Angiographie d'une artère humérale circonflexe, vascularisant l'épaule. Les vaisseaux apparaissent en gris foncé / noir. Cette étape permet de vérifier le bon positionnement du cathéter, de confirmer qu'il y a des vaisseaux anormaux alimentant la capsulite rétractile, et de s'assurer que seule l'épaule est alimentée par les vaisseaux qui vont être occlus.

Traitement chirurgical

La chirurgie de la capsulite rétractile est réservée aux quelques cas de capsulite rétractile résistant à toutes les thérapeutiques sur des périodes prolongées (> 1 an). Elle consiste à introduire une caméra (arthroscope) dans l’articulation et à rompre les adhérences au niveau de la capsule articulaire.

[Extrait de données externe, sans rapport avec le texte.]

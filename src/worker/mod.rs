// This Source Code Form is subject to the terms of the Mozilla Public
// License, v. 2.0. If a copy of the MPL was not distributed with this
// file, You can obtain one at https://mozilla.org/MPL/2.0/.

//! One worker invocation: route a request to its handler, then record the
//! outcome.

mod payload;
mod refresh;

use std::sync::Arc;
use std::time::Duration;

use chrono::Utc;
use serde::Serialize;
use serde_json::Value;
use tracing::{debug, info, instrument, warn};

use crate::directory::PodcastDirectory;
use crate::error::{HandlerError, WorkerError};
use crate::feed::{FeedExtractor, is_url};
use crate::http::HttpClient;
use crate::media::{ContentHost, MediaRequest, download_episode};
use crate::model::{
    Action, DirectoryEntry, Lookup, RequestRecord, ResultRecord, Subscription, TopChart,
    derive_podcast_id,
};
use crate::progress::{NoopReporter, SharedProgressReporter};
use crate::store::{
    ChartStore, EpisodeLedger, LookupStore, ResultStore, SharedBlobStore, SubscriptionRegistry,
    keys,
};
use crate::sync::{SyncOutcome, SyncOverrides, persist_sync, sync_feed};

pub use payload::{
    DownloadOutput, DownloadPayload, SearchOutput, SearchPayload, SubscribeOutput,
    SubscribePayload, UnsubscribeOutput, UnsubscribePayload, UpdateFeedsOutput,
    UpdateFeedsPayload, UpdateTopOutput, UpdateTopPayload,
};

/// Tunables for a worker
#[derive(Debug, Clone)]
pub struct WorkerOptions {
    /// Pause between two feeds of a batch refresh
    pub feed_delay: Duration,
    /// Top chart length when the request does not name one
    pub top_limit: usize,
}

impl Default for WorkerOptions {
    fn default() -> Self {
        Self {
            feed_delay: Duration::from_millis(1000),
            top_limit: 50,
        }
    }
}

/// What a handler produced; serialized flat into the result record
#[derive(Debug, Clone, Serialize)]
#[serde(untagged)]
pub enum ActionOutput {
    Search(SearchOutput),
    Subscribe(SubscribeOutput),
    Unsubscribe(UnsubscribeOutput),
    Download(DownloadOutput),
    UpdateTop(UpdateTopOutput),
    UpdateFeeds(UpdateFeedsOutput),
}

/// Everything a worker talks to
pub struct Collaborators {
    pub client: Arc<dyn HttpClient>,
    pub extractor: Arc<dyn FeedExtractor>,
    pub directory: Arc<dyn PodcastDirectory>,
    pub content_host: Arc<dyn ContentHost>,
    pub store: SharedBlobStore,
}

/// A stateless worker. Each [`Worker::handle`] call is one request end to end.
pub struct Worker {
    client: Arc<dyn HttpClient>,
    extractor: Arc<dyn FeedExtractor>,
    directory: Arc<dyn PodcastDirectory>,
    content_host: Arc<dyn ContentHost>,
    results: ResultStore,
    registry: SubscriptionRegistry,
    ledger: EpisodeLedger,
    charts: ChartStore,
    lookups: LookupStore,
    options: WorkerOptions,
    reporter: SharedProgressReporter,
}

impl Worker {
    pub fn new(collaborators: Collaborators, options: WorkerOptions) -> Self {
        let store = collaborators.store;
        Self {
            client: collaborators.client,
            extractor: collaborators.extractor,
            directory: collaborators.directory,
            content_host: collaborators.content_host,
            results: ResultStore::new(store.clone()),
            registry: SubscriptionRegistry::new(store.clone()),
            ledger: EpisodeLedger::new(store.clone()),
            charts: ChartStore::new(store.clone()),
            lookups: LookupStore::new(store),
            options,
            reporter: NoopReporter::shared(),
        }
    }

    pub fn with_reporter(mut self, reporter: SharedProgressReporter) -> Self {
        self.reporter = reporter;
        self
    }

    /// Handle one request.
    ///
    /// When the request carries an id, exactly one result record is written,
    /// after every other store mutation of the handler, and returned. A
    /// handler failure becomes a failure record rather than an error. Without
    /// an id (scheduled batch runs) nothing is recorded and a handler failure
    /// is returned as an error.
    #[instrument(skip_all, fields(action = %request.action, request_id = ?request.request_id))]
    pub async fn handle(&self, request: RequestRecord) -> Result<Option<ResultRecord>, WorkerError> {
        let RequestRecord {
            request_id,
            action,
            payload,
        } = request;

        match &request_id {
            None if !action.is_batch() => {
                return Err(WorkerError::MissingRequestId(action.to_string()));
            }
            // Nothing may change if the result could not be recorded afterwards
            Some(id) => {
                keys::result(id).map_err(|e| WorkerError::InvalidRequestId {
                    request_id: id.to_string(),
                    source: e,
                })?;
            }
            None => {}
        }

        let outcome = self.run(action, &payload).await;

        let Some(request_id) = request_id else {
            let output = outcome?;
            info!(output = ?output, "Finished unrecorded run");
            return Ok(None);
        };

        let record = match outcome {
            Ok(output) => ResultRecord::success(request_id, &output),
            Err(e) => {
                warn!(error = %e, "Action failed");
                ResultRecord::failure(request_id, e.to_string())
            }
        };

        self.results
            .put(&record)
            .await
            .map_err(|e| WorkerError::ResultWriteFailed {
                request_id: record.request_id.to_string(),
                source: e,
            })?;

        info!(success = record.success, "Result recorded");
        Ok(Some(record))
    }

    async fn run(&self, action: Action, payload: &Value) -> Result<ActionOutput, HandlerError> {
        match action {
            Action::Search => self
                .search(payload::decode(action, payload)?)
                .await
                .map(ActionOutput::Search),
            Action::Subscribe => self
                .subscribe(payload::decode(action, payload)?)
                .await
                .map(ActionOutput::Subscribe),
            Action::Unsubscribe => self
                .unsubscribe(payload::decode(action, payload)?)
                .await
                .map(ActionOutput::Unsubscribe),
            Action::Download => self
                .download(payload::decode(action, payload)?)
                .await
                .map(ActionOutput::Download),
            Action::UpdateTop => self
                .update_top(payload::decode(action, payload)?)
                .await
                .map(ActionOutput::UpdateTop),
            Action::UpdateFeeds => {
                let _: UpdateFeedsPayload = payload::decode(action, payload)?;
                self.update_feeds().await.map(ActionOutput::UpdateFeeds)
            }
        }
    }

    async fn search(&self, payload: SearchPayload) -> Result<SearchOutput, HandlerError> {
        let results = self.directory.search(&payload.query, payload.limit).await?;
        debug!(query = %payload.query, hits = results.len(), "Search finished");
        Ok(SearchOutput {
            query: payload.query,
            results,
        })
    }

    async fn subscribe(&self, payload: SubscribePayload) -> Result<SubscribeOutput, HandlerError> {
        let feed_url = payload.feed_url.trim().to_string();
        if !is_url(&feed_url) {
            return Err(HandlerError::UnsupportedFeedUrl(feed_url));
        }

        let podcast_id = payload
            .podcast_id
            .filter(|id| !id.trim().is_empty())
            .unwrap_or_else(|| derive_podcast_id(&feed_url));

        let existing = match self.registry.get(&podcast_id).await {
            Ok(subscription) => Some(subscription),
            Err(e) if e.is_not_found() => None,
            Err(e) => return Err(e.into()),
        };
        let prior = self.ledger.episodes_or_empty(&podcast_id).await?;

        let overrides = SyncOverrides {
            title: payload.podcast_title,
        };
        let outcome = sync_feed(
            self.client.as_ref(),
            self.extractor.as_ref(),
            &podcast_id,
            &feed_url,
            prior,
            &overrides,
        )
        .await?;

        persist_sync(&self.ledger, &outcome).await?;
        let subscription = subscription_from(&outcome, &feed_url, existing.as_ref());
        let title = subscription.title.clone();
        self.registry.put(subscription).await?;

        info!(podcast_id = %podcast_id, new = outcome.new_count, "Subscribed");
        Ok(SubscribeOutput {
            podcast_id,
            title,
            episode_count: outcome.episodes.len(),
            new_episodes: outcome.new_count,
        })
    }

    /// Removes the subscription only; the episode list and snapshot stay so a
    /// later re-subscribe continues where this one left off.
    async fn unsubscribe(
        &self,
        payload: UnsubscribePayload,
    ) -> Result<UnsubscribeOutput, HandlerError> {
        let removed = self
            .registry
            .remove(&payload.podcast_id)
            .await?
            .ok_or_else(|| HandlerError::NotSubscribed {
                podcast_id: payload.podcast_id.clone(),
            })?;

        info!(podcast_id = %removed.id, "Unsubscribed");
        Ok(UnsubscribeOutput {
            podcast_id: removed.id,
            title: removed.title,
            episode_count: removed.episode_count,
        })
    }

    async fn download(&self, payload: DownloadPayload) -> Result<DownloadOutput, HandlerError> {
        let mime_type = self
            .recorded_mime_type(&payload.podcast_id, &payload.episode_id)
            .await;

        let stored = download_episode(
            self.client.as_ref(),
            self.content_host.as_ref(),
            MediaRequest {
                podcast_id: &payload.podcast_id,
                episode_id: &payload.episode_id,
                url: &payload.episode_url,
                mime_type: mime_type.as_deref(),
            },
        )
        .await?;

        Ok(DownloadOutput {
            podcast_id: payload.podcast_id,
            episode_id: payload.episode_id,
            size: stored.size,
            storage: stored.storage,
            content_hash: stored.content_hash,
        })
    }

    /// The enclosure type recorded for an episode, used to pick a file
    /// extension. A download does not depend on the ledger being readable.
    async fn recorded_mime_type(&self, podcast_id: &str, episode_id: &str) -> Option<String> {
        match self.ledger.episodes_or_empty(podcast_id).await {
            Ok(episodes) => episodes
                .into_iter()
                .find(|episode| episode.id == episode_id)
                .map(|episode| episode.mime_type)
                .filter(|mime| !mime.is_empty()),
            Err(e) => {
                debug!(podcast_id, error = %e, "Episode list unreadable, guessing media type");
                None
            }
        }
    }

    async fn update_top(&self, payload: UpdateTopPayload) -> Result<UpdateTopOutput, HandlerError> {
        let country = payload.country.trim().to_lowercase();
        let limit = payload.limit.unwrap_or(self.options.top_limit);

        let mut podcasts = self.directory.top(&country, limit).await?;
        let new_lookups = self.resolve_feeds(&mut podcasts).await?;
        self.lookups.put_all(&new_lookups).await?;

        let chart = TopChart {
            country: country.clone(),
            updated: Utc::now(),
            podcasts,
        };
        self.charts.put(&chart).await?;

        let resolved = chart
            .podcasts
            .iter()
            .filter(|entry| entry.feed_url.is_some())
            .count();
        info!(country = %country, count = chart.podcasts.len(), resolved, "Top chart updated");
        Ok(UpdateTopOutput {
            country,
            count: chart.podcasts.len(),
            resolved,
        })
    }

    /// Fill in feed URLs of chart rows that lack one, from recorded lookups
    /// first and the directory otherwise. Returns the lookups that are new.
    ///
    /// A row that cannot be resolved keeps no feed URL; that does not fail
    /// the chart.
    async fn resolve_feeds(&self, entries: &mut [DirectoryEntry]) -> Result<Vec<Lookup>, HandlerError> {
        let known = self.lookups.all().await?;
        let mut resolved = Vec::new();

        for entry in entries.iter_mut().filter(|entry| entry.feed_url.is_none()) {
            if let Some(lookup) = known.get(&entry.id) {
                entry.feed_url = Some(lookup.feed_url.clone());
                continue;
            }

            match self.directory.lookup(&entry.id).await {
                Ok(Some(found)) => {
                    if let Some(lookup) = Lookup::from_entry(found, Utc::now()) {
                        entry.feed_url = Some(lookup.feed_url.clone());
                        resolved.push(lookup);
                    }
                }
                Ok(None) => debug!(itunes_id = %entry.id, "Directory knows no feed"),
                Err(e) => warn!(itunes_id = %entry.id, error = %e, "Lookup failed"),
            }
        }

        Ok(resolved)
    }

    /// Refresh one subscription against its recorded episode list
    async fn refresh_subscription(&self, subscription: &Subscription) -> Result<usize, HandlerError> {
        let prior = self.ledger.episodes_or_empty(&subscription.id).await?;
        let outcome = sync_feed(
            self.client.as_ref(),
            self.extractor.as_ref(),
            &subscription.id,
            &subscription.feed_url,
            prior,
            &SyncOverrides::default(),
        )
        .await?;

        persist_sync(&self.ledger, &outcome).await?;
        let still_subscribed = self
            .registry
            .update(subscription_from(
                &outcome,
                &subscription.feed_url,
                Some(subscription),
            ))
            .await?;
        if !still_subscribed {
            debug!(podcast_id = %subscription.id, "Unsubscribed during refresh, not re-adding");
        }
        Ok(outcome.new_count)
    }
}

/// Build the subscription record after a successful sync.
///
/// `subscribedAt` survives from an earlier record; everything else is taken
/// from this sync. An empty feed title falls back to the earlier title, then
/// to the feed URL.
fn subscription_from(
    outcome: &SyncOutcome,
    feed_url: &str,
    existing: Option<&Subscription>,
) -> Subscription {
    let channel = outcome.channel();
    let last_updated = outcome.snapshot.last_updated;
    let title = Some(channel.title.trim())
        .filter(|t| !t.is_empty())
        .map(str::to_string)
        .or_else(|| existing.map(|s| s.title.clone()))
        .unwrap_or_else(|| feed_url.to_string());

    Subscription {
        id: outcome.snapshot.podcast_id.clone(),
        title,
        author: channel.author.clone(),
        feed_url: feed_url.to_string(),
        image_url: channel.image_url.clone(),
        description: channel.description.clone(),
        episode_count: outcome.episodes.len(),
        last_updated,
        subscribed_at: existing.map_or(last_updated, |s| s.subscribed_at),
    }
}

Comment se déroule une embolisation de capsulite rétractile ?

Avant l'intervention

Au cours d’une consultation, votre radiologue confirme le diagnostic. Il évalue la sévérité de vos symptômes. Il s’assure de l’absence de diagnostic différentiel. Il vous explique alors les différentes stratégies de prise en charge possibles, et vérifie qu’un traitement médical bien conduit a été entrepris. Il peut être amené à réaliser une infiltration et une capsulo-distension. Si vous êtes éligible, il vous explique le déroulement de l’embolisation, les bénéfices attendus ainsi que les risques encourus. Il s’assurera avec vous que le traitement qu’il vous propose répondra à vos attentes et à la problématique qui est la vôtre. Il répond à l’ensemble des questions que vous poserez. Si besoin, il ajustera vos médicaments. Enfin, en fonction de votre situation, il pourra vous proposer un deuxième avis auprès d’un chirurgien orthopédique qui pourra vous présenter l’option chirurgicale.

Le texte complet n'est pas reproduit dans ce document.